-- Task directions --
Please state in a single number how many lines of the entries below include the word "BookmarkStore".

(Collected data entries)
[Start of section]

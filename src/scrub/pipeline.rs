// src/scrub/pipeline.rs
// =============================================================================
// The orchestrator: wires source -> worker pool -> update sink together
// and owns the shutdown sequence.
//
// Lifecycle, in order:
// 1. build the two channels
// 2. start the update sink (before any producer, so nothing it should
//    consume can ever be produced first)
// 3. start the probe workers
// 4. run enumeration right here on the calling task
// 5. close the work channel; workers drain what's queued and exit
// 6. join the workers - after this no one holds an update sender
// 7. the update channel is now closed; join the sink and collect its count
//
// The ordering constraint that matters: the update channel must only
// close after ALL workers are done, which falls out of sender-clone
// lifetimes rather than manual signalling.
//
// Rust concepts:
// - dropping a Sender closes the channel for its receivers
// - join_all: wait for the whole pool at once
// =============================================================================

use anyhow::Result;
use futures::future::join_all;
use std::sync::Arc;
use tokio::sync::mpsc;

use crate::pinboard::BookmarkStore;
use crate::report::Reporter;
use crate::scrub::filter::SiteFilter;
use crate::scrub::probe::{spawn_probe_workers, RedirectCheck};
use crate::scrub::source::enumerate_bookmarks;
use crate::scrub::update::{run_dry_run_reporter, run_live_updater};

/// Which update sink to run.
///
/// The live variant carries its own store instance: the remote client
/// isn't assumed to be usable from two tasks, so the updater never shares
/// a session with the enumerator.
pub enum UpdateMode {
    /// Report what would change; mutate nothing.
    DryRun,
    /// Apply the changes, optionally keeping the originals.
    Live {
        store: Arc<dyn BookmarkStore>,
        add_only: bool,
    },
}

/// Knobs that shape a run but not its outcome semantics.
#[derive(Debug, Clone, Copy)]
pub struct PipelineOptions {
    pub stop_early: bool,
    pub num_workers: usize,
}

/// Run the whole pipeline to completion and return the number of
/// bookmarks updated (or, in dry-run mode, that would have been).
///
/// Does not return until every queued bookmark has been probed and every
/// resulting update applied or reported. Per-item failures are logged
/// along the way and never propagate; the only error path out of here is
/// failing to list the bookmark dates at all.
pub async fn run_pipeline(
    enumerate_store: Arc<dyn BookmarkStore>,
    mode: UpdateMode,
    checker: Arc<dyn RedirectCheck>,
    filter: SiteFilter,
    options: PipelineOptions,
    reporter: Reporter,
) -> Result<usize> {
    let (work_tx, work_rx) = async_channel::unbounded();
    let (update_tx, update_rx) = mpsc::unbounded_channel();

    // Sink first (step 2)
    let sink = match mode {
        UpdateMode::DryRun => tokio::spawn(run_dry_run_reporter(update_rx, reporter)),
        UpdateMode::Live { store, add_only } => {
            tokio::spawn(run_live_updater(store, update_rx, add_only, reporter))
        }
    };

    // Worker pool (step 3); consumes our update_tx, so once the workers
    // are gone the update channel closes by itself
    let workers = spawn_probe_workers(options.num_workers, checker, work_rx, update_tx, reporter);

    // Enumeration runs here, not on a spawned task (step 4). Even if it
    // fails we fall through to the shutdown sequence so every in-flight
    // probe and update still completes.
    let enumerated = enumerate_bookmarks(
        enumerate_store.as_ref(),
        &work_tx,
        &filter,
        options.stop_early,
        reporter,
    )
    .await;

    drop(work_tx); // step 5: no more work is coming

    for joined in join_all(workers).await {
        if let Err(err) = joined {
            reporter.error(&format!("probe worker crashed: {}", err));
        }
    }

    let num_updates = sink.await?; // step 7
    enumerated?;
    Ok(num_updates)
}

[End of section]

-- Finished task --
3